# Exercise requirements
Would you transcribe word for word every line from the one containing "chip8.tick_timers();" to the end of the data, both ends included, and leave out the rest?

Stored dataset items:
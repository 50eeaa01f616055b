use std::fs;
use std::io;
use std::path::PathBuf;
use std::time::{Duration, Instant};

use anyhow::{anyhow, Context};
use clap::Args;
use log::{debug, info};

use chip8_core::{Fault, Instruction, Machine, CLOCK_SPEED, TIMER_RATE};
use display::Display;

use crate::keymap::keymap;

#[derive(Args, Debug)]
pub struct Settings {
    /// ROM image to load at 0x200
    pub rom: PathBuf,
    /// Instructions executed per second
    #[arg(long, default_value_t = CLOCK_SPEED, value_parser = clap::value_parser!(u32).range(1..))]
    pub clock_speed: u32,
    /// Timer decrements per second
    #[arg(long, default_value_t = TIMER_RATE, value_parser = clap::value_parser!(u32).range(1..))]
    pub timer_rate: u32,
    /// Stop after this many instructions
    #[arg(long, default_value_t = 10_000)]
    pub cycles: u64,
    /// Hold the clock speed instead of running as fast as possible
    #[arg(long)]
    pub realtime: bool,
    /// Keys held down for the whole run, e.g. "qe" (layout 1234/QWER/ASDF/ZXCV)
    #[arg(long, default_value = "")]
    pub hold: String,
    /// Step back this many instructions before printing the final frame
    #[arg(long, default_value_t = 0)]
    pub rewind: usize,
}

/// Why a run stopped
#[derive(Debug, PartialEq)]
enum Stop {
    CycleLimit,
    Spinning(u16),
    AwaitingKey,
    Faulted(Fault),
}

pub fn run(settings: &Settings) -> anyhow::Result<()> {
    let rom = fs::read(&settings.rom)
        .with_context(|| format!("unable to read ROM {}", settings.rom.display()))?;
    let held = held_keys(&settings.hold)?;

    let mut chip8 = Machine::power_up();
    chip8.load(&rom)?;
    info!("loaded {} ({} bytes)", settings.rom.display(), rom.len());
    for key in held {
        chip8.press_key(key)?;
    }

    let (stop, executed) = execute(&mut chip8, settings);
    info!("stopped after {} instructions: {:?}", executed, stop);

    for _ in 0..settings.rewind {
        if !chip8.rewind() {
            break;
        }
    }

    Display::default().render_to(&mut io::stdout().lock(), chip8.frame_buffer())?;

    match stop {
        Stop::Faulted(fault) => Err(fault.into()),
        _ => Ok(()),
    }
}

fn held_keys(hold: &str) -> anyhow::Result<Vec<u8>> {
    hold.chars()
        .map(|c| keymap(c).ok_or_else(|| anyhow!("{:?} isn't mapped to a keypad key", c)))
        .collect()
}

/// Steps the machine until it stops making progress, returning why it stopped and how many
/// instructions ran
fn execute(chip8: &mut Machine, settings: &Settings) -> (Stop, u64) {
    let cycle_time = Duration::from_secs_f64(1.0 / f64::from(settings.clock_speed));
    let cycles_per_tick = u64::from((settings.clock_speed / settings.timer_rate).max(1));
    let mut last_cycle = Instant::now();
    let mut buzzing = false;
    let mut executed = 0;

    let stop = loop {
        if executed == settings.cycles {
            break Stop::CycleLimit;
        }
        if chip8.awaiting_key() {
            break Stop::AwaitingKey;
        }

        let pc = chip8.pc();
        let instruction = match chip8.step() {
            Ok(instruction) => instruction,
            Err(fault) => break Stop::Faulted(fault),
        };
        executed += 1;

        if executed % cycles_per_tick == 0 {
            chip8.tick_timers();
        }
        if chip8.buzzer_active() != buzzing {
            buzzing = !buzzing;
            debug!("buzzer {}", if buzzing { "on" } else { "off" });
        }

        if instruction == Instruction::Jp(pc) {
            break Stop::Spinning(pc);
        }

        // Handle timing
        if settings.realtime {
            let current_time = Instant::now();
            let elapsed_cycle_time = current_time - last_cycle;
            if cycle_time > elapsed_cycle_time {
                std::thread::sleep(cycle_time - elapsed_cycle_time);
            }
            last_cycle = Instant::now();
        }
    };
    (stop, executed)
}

# Solution to this exercise
            chip8.tick_timers();
        }
        if chip8.buzzer_active() != buzzing {
            buzzing = !buzzing;
            debug!("buzzer {}", if buzzing { "on" } else { "off" });
        }

        if instruction == Instruction::Jp(pc) {
            break Stop::Spinning(pc);
        }

        // Handle timing
        if settings.realtime {
            let current_time = Instant::now();
            let elapsed_cycle_time = current_time - last_cycle;
            if cycle_time > elapsed_cycle_time {
                std::thread::sleep(cycle_time - elapsed_cycle_time);
            }
            last_cycle = Instant::now();
        }
    };
    (stop, executed)
}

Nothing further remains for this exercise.